What you are asked to do
Find all the lines in the material below with the word "StoreError", and copy them.

Data to examine
//! Pre-execution authority enforcement for autonomous agents: signed
//! execution mandates, a fail-closed evaluator, and a tamper-evident ledger.
//!
//! This crate is the enforcement core; HTTP middleware, a function
//! decorator, and external-API adapters live in `caracal-gateway` on top of
//! it.

pub mod cache;
pub mod crypto;
pub mod error;
pub mod evaluator;
pub mod ledger;
pub mod mandate_manager;
pub mod model;
pub mod scope;
pub mod store;

pub use cache::MandateCache;
pub use error::{DenialReason, GatewayError, LedgerError, MandateManagerError};
pub use evaluator::{AuthorityEvaluator, EvaluatorConfig, ValidationRequest};
pub use ledger::{inclusion_proof, EventFilter, InclusionProof, LedgerQuery, LedgerWriter, MerkleBatcher};
pub use mandate_manager::{DelegateParams, IssueParams, MandateManager};
pub use model::{
    Decision, ExecutionMandate, LedgerDecision, LedgerEvent, LedgerEventType, Principal, PrincipalType,
    SignedMerkleBatch,
};
pub use store::{Store, StoreError};

/// Top-level configuration for an authority enforcement deployment (§10.3).
/// Constructed from environment variables by the binary/gateway crate;
/// kept as plain fields here so library consumers can build one
/// programmatically in tests without touching the environment.
#[derive(Debug, Clone)]
pub struct AuthorityConfig {
    /// SQLite database path. `None` uses an in-memory database (tests only).
    pub database_path: Option<std::path::PathBuf>,
    /// Maximum delegation chain depth accepted by both the Mandate Manager
    /// and the Authority Evaluator. Default 5.
    pub max_delegation_depth: u32,
    /// Number of ledger events accumulated before a Merkle batch is cut.
    pub merkle_batch_size: u64,
    /// Whether a ledger write failure during `validate()` denies the
    /// request. Default `true` (fail-closed).
    pub deny_on_ledger_failure: bool,
    /// Maximum number of distinct mandates the evaluator's read-through
    /// cache holds at once. `0` disables the cache entirely — `validate()`
    /// then always reads through to the store, which is always correct,
    /// just slower (§4.2's "correctness never depends on the cache").
    pub cache_capacity: usize,
    /// Upper bound, independent of `valid_until`, on how long a cached
    /// mandate is trusted before a fresh store read is forced. Never
    /// widens a mandate's own validity window, only narrows the window in
    /// which a revocation can be missed by a cache hit that predates the
    /// revocation's invalidation.
    pub cache_ttl_seconds: u64,
    /// Identifier of the key used to sign Merkle roots, carried through for
    /// audit/bookkeeping only. Key material itself is supplied directly to
    /// `MerkleBatcher::build_and_sign`; this crate does not manage keys or
    /// talk to a KMS (out of scope — see DESIGN.md).
    pub ledger_signing_key_id: Option<String>,
    /// Reserved for future cross-node clock reconciliation. Deliberately
    /// **not** applied to the per-mandate `valid_from`/`valid_until`
    /// boundary check, which must stay exact to the nanosecond (see
    /// DESIGN.md); carried here only so deployments have a documented place
    /// to record an agreed tolerance ahead of any feature that needs it.
    pub clock_skew_tolerance_seconds: u64,
}

impl Default for AuthorityConfig {
    fn default() -> Self {
        Self {
            database_path: None,
            max_delegation_depth: 5,
            merkle_batch_size: 1000,
            deny_on_ledger_failure: true,
            cache_capacity: 10_000,
            cache_ttl_seconds: 30,
            ledger_signing_key_id: None,
            clock_skew_tolerance_seconds: 0,
        }
    }
}

impl AuthorityConfig {
    /// Reads overrides from the process environment, per §10.3:
    /// `CARACAL_DATABASE_PATH`, `CARACAL_MAX_DELEGATION_DEPTH`,
    /// `CARACAL_MERKLE_BATCH_SIZE`, `CARACAL_DENY_ON_LEDGER_FAILURE`,
    /// `CARACAL_CACHE_CAPACITY`, `CARACAL_CACHE_TTL_SECONDS`,
    /// `CARACAL_LEDGER_SIGNING_KEY_ID`, `CARACAL_CLOCK_SKEW_TOLERANCE_SECONDS`.
    /// Unset or unparseable variables fall back to the default; an
    /// explicit `false` for `CARACAL_DENY_ON_LEDGER_FAILURE` is the only
    /// way to turn off fail-closed ledger handling.
    pub fn from_env() -> Self {
        let defaults = Self::default();
        Self {
            database_path: std::env::var("CARACAL_DATABASE_PATH").ok().map(std::path::PathBuf::from),
            max_delegation_depth: std::env::var("CARACAL_MAX_DELEGATION_DEPTH")
                .ok()
                .and_then(|v| v.parse().ok())
                .unwrap_or(defaults.max_delegation_depth),
            merkle_batch_size: std::env::var("CARACAL_MERKLE_BATCH_SIZE")
                .ok()
                .and_then(|v| v.parse().ok())
                .unwrap_or(defaults.merkle_batch_size),
            deny_on_ledger_failure: std::env::var("CARACAL_DENY_ON_LEDGER_FAILURE")
                .ok()
                .and_then(|v| v.parse().ok())
                .unwrap_or(defaults.deny_on_ledger_failure),
            cache_capacity: std::env::var("CARACAL_CACHE_CAPACITY")
                .ok()
                .and_then(|v| v.parse().ok())
                .unwrap_or(defaults.cache_capacity),
            cache_ttl_seconds: std::env::var("CARACAL_CACHE_TTL_SECONDS")
                .ok()
                .and_then(|v| v.parse().ok())
                .unwrap_or(defaults.cache_ttl_seconds),
            ledger_signing_key_id: std::env::var("CARACAL_LEDGER_SIGNING_KEY_ID").ok(),
            clock_skew_tolerance_seconds: std::env::var("CARACAL_CLOCK_SKEW_TOLERANCE_SECONDS")
                .ok()
                .and_then(|v| v.parse().ok())
                .unwrap_or(defaults.clock_skew_tolerance_seconds),
        }
    }

    /// Opens the configured store (file-backed or in-memory).
    pub fn open_store(&self) -> Result<Store, StoreError> {
        match &self.database_path {
            Some(path) => Store::open(path),
            None => Store::memory(),
        }
    }

    /// Builds the mandate cache this configuration describes, or `None` if
    /// `cache_capacity` is `0` (cache disabled).
    pub fn build_cache(&self) -> Option<MandateCache> {
        if self.cache_capacity == 0 {
            return None;
        }
        Some(MandateCache::new(
            self.cache_capacity,
            std::time::Duration::from_secs(self.cache_ttl_seconds),
        ))
    }
}

#[cfg(test)]
mod tests {
    use super::*;

    #[test]
    fn default_config_is_fail_closed() {
        let config = AuthorityConfig::default();
        assert!(config.deny_on_ledger_failure);
        assert_eq!(config.max_delegation_depth, 5);
    }

    #[test]
    fn default_config_builds_a_cache() {
        let config = AuthorityConfig::default();
        assert!(config.build_cache().is_some());
    }

    #[test]
    fn zero_capacity_disables_the_cache() {
        let config = AuthorityConfig {
            cache_capacity: 0,
            ..AuthorityConfig::default()
        };
        assert!(config.build_cache().is_none());
    }

    // `std::env` is process-global, so any test that sets/removes variables
    // must not interleave with another test reading them concurrently.
    #[test]
    #[serial_test::serial]
    fn from_env_reads_overrides() {
        std::env::set_var("CARACAL_MAX_DELEGATION_DEPTH", "9");
        std::env::set_var("CARACAL_CACHE_TTL_SECONDS", "120");
        std::env::set_var("CARACAL_LEDGER_SIGNING_KEY_ID", "prod-root-2026");

        let config = AuthorityConfig::from_env();

        std::env::remove_var("CARACAL_MAX_DELEGATION_DEPTH");
        std::env::remove_var("CARACAL_CACHE_TTL_SECONDS");
        std::env::remove_var("CARACAL_LEDGER_SIGNING_KEY_ID");

        assert_eq!(config.max_delegation_depth, 9);
        assert_eq!(config.cache_ttl_seconds, 120);
        assert_eq!(config.ledger_signing_key_id.as_deref(), Some("prod-root-2026"));
    }

    #[test]
    #[serial_test::serial]
    fn from_env_falls_back_to_defaults_when_unset() {
        std::env::remove_var("CARACAL_MAX_DELEGATION_DEPTH");
        let config = AuthorityConfig::from_env();
        assert_eq!(config.max_delegation_depth, AuthorityConfig::default().max_delegation_depth);
    }
}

Reply
pub use store::{Store, StoreError};
    pub fn open_store(&self) -> Result<Store, StoreError> {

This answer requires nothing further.